ABOUT THIS TASK: Only an exact copy of the records below will serve as the answer.

RECORDS FOR THE TASK:

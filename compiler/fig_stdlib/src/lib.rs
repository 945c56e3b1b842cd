//! The Fig standard library.
//!
//! Every builtin is a native [`Function`] taking unwrapped [`Primitive`]
//! arguments and returning a wrapped [`Value`]. Type and arity mismatches
//! come back as [`NativeError`]s, never panics. Declared parameter names are
//! metadata only.
//!
//! [`Primitive`]: fig_ir::Primitive
//! [`NativeError`]: fig_ir::NativeError

mod args;
mod booleans;
mod io;
mod lists;
mod maps;
mod math;
mod print_handler;
mod strings;

use fig_ir::{Builtin, Environment, Function, NativeFn, Value};

pub use print_handler::{
    buffer_handler, silent_handler, stdout_handler, BufferPrintHandler, PrintHandlerImpl,
    SharedPrintHandler, StdoutPrintHandler,
};

/// Bindings the standard library reserves. They are never exported.
pub const CONSTANT_NAMES: [&str; 3] = ["true", "false", "pi"];

/// Whether `name` is one of [`CONSTANT_NAMES`].
pub fn is_constant(name: &str) -> bool {
    CONSTANT_NAMES.contains(&name)
}

/// Build an environment holding the constants and every builtin.
///
/// `print` writes through `print_handler`.
pub fn standard_library(print_handler: SharedPrintHandler) -> Environment {
    let mut env = Environment::new();
    env.define("true", Value::bool(true));
    env.define("false", Value::bool(false));
    env.define("pi", Value::float(std::f64::consts::PI));

    // Math
    register(&mut env, "+", &["a", "b"], math::add);
    register(&mut env, "-", &["a", "b"], math::subtract);
    register(&mut env, "*", &["a", "b"], math::multiply);
    register(&mut env, "/", &["a", "b"], math::divide);
    register(&mut env, "%", &["a", "b"], math::modulo);
    register(&mut env, ">", &["a", "b"], math::greater_than);
    register(&mut env, "<", &["a", "b"], math::less_than);
    register(&mut env, ">=", &["a", "b"], math::greater_or_equal);
    register(&mut env, "<=", &["a", "b"], math::less_or_equal);

    // Booleans
    register(&mut env, "not", &["value"], booleans::not);
    register(&mut env, "zero?", &["n"], booleans::is_zero);
    register(&mut env, "and", &["b1", "b2"], booleans::and);
    register(&mut env, "or", &["b1", "b2"], booleans::or);
    register(&mut env, "=", &["a", "b"], booleans::equal);

    // Strings
    register(&mut env, "concat", &["s1", "s2"], strings::concat);
    register(&mut env, "substr", &["str", "start", "end"], strings::substr);
    register(&mut env, "index", &["s1", "s2"], strings::index);
    register(&mut env, "length", &["str"], strings::length);
    register(&mut env, "upcase", &["str"], strings::upcase);
    register(&mut env, "downcase", &["str"], strings::downcase);
    register(&mut env, "split", &["str", "sep"], strings::split);
    register(&mut env, "at", &["str", "index"], strings::at);

    // Lists
    register(&mut env, "list", &[], lists::list);
    register(&mut env, "first", &["list"], lists::first);
    register(&mut env, "tail", &["list"], lists::tail);
    register(&mut env, "append", &["list", "value"], lists::append);
    register(&mut env, "size", &["list"], lists::size);

    // Maps
    register(&mut env, "mapping", &[], maps::mapping);
    register(&mut env, "assoc", &["map", "key", "value"], maps::assoc);
    register(&mut env, "get", &["map", "key"], maps::get);
    register(&mut env, "keys", &["map"], maps::keys);

    // I/O
    register(&mut env, "print", &["msg"], io::Print::new(print_handler));
    register(&mut env, "env", &["var"], io::env);
    register(&mut env, "ignored", &["value"], io::ignored);

    env
}

fn register(env: &mut Environment, name: &str, params: &[&str], builtin: impl Builtin + 'static) {
    let function = Function::native(name, params, NativeFn::new(builtin));
    env.define(name, Value::function(function));
}

#[cfg(test)]
mod tests;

COMPLETED EXERCISE:
filename compiler/fig_stdlib/src/lib.rs
repository 945c56e3b1b842cd
//! The Fig standard library.
//!
//! Every builtin is a native [`Function`] taking unwrapped [`Primitive`]
//! arguments and returning a wrapped [`Value`]. Type and arity mismatches
//! come back as [`NativeError`]s, never panics. Declared parameter names are
//! metadata only.
//!
//! [`Primitive`]: fig_ir::Primitive
//! [`NativeError`]: fig_ir::NativeError

mod args;
mod booleans;
mod io;
mod lists;
mod maps;
mod math;
mod print_handler;
mod strings;

use fig_ir::{Builtin, Environment, Function, NativeFn, Value};

pub use print_handler::{
    buffer_handler, silent_handler, stdout_handler, BufferPrintHandler, PrintHandlerImpl,
    SharedPrintHandler, StdoutPrintHandler,
};

/// Bindings the standard library reserves. They are never exported.
pub const CONSTANT_NAMES: [&str; 3] = ["true", "false", "pi"];

/// Whether `name` is one of [`CONSTANT_NAMES`].
pub fn is_constant(name: &str) -> bool {
    CONSTANT_NAMES.contains(&name)
}

/// Build an environment holding the constants and every builtin.
///
/// `print` writes through `print_handler`.
pub fn standard_library(print_handler: SharedPrintHandler) -> Environment {
    let mut env = Environment::new();
    env.define("true", Value::bool(true));
    env.define("false", Value::bool(false));
    env.define("pi", Value::float(std::f64::consts::PI));

    // Math
    register(&mut env, "+", &["a", "b"], math::add);
    register(&mut env, "-", &["a", "b"], math::subtract);
    register(&mut env, "*", &["a", "b"], math::multiply);
    register(&mut env, "/", &["a", "b"], math::divide);
    register(&mut env, "%", &["a", "b"], math::modulo);
    register(&mut env, ">", &["a", "b"], math::greater_than);
    register(&mut env, "<", &["a", "b"], math::less_than);
    register(&mut env, ">=", &["a", "b"], math::greater_or_equal);
    register(&mut env, "<=", &["a", "b"], math::less_or_equal);

    // Booleans
    register(&mut env, "not", &["value"], booleans::not);
    register(&mut env, "zero?", &["n"], booleans::is_zero);
    register(&mut env, "and", &["b1", "b2"], booleans::and);
    register(&mut env, "or", &["b1", "b2"], booleans::or);
    register(&mut env, "=", &["a", "b"], booleans::equal);

    // Strings
    register(&mut env, "concat", &["s1", "s2"], strings::concat);
    register(&mut env, "substr", &["str", "start", "end"], strings::substr);
    register(&mut env, "index", &["s1", "s2"], strings::index);
    register(&mut env, "length", &["str"], strings::length);
    register(&mut env, "upcase", &["str"], strings::upcase);
    register(&mut env, "downcase", &["str"], strings::downcase);
    register(&mut env, "split", &["str", "sep"], strings::split);
    register(&mut env, "at", &["str", "index"], strings::at);

    // Lists
    register(&mut env, "list", &[], lists::list);
    register(&mut env, "first", &["list"], lists::first);
    register(&mut env, "tail", &["list"], lists::tail);
    register(&mut env, "append", &["list", "value"], lists::append);
    register(&mut env, "size", &["list"], lists::size);

    // Maps
    register(&mut env, "mapping", &[], maps::mapping);
    register(&mut env, "assoc", &["map", "key", "value"], maps::assoc);
    register(&mut env, "get", &["map", "key"], maps::get);
    register(&mut env, "keys", &["map"], maps::keys);

    // I/O
    register(&mut env, "print", &["msg"], io::Print::new(print_handler));
    register(&mut env, "env", &["var"], io::env);
    register(&mut env, "ignored", &["value"], io::ignored);

    env
}

fn register(env: &mut Environment, name: &str, params: &[&str], builtin: impl Builtin + 'static) {
    let function = Function::native(name, params, NativeFn::new(builtin));
    env.define(name, Value::function(function));
}

#[cfg(test)]
mod tests;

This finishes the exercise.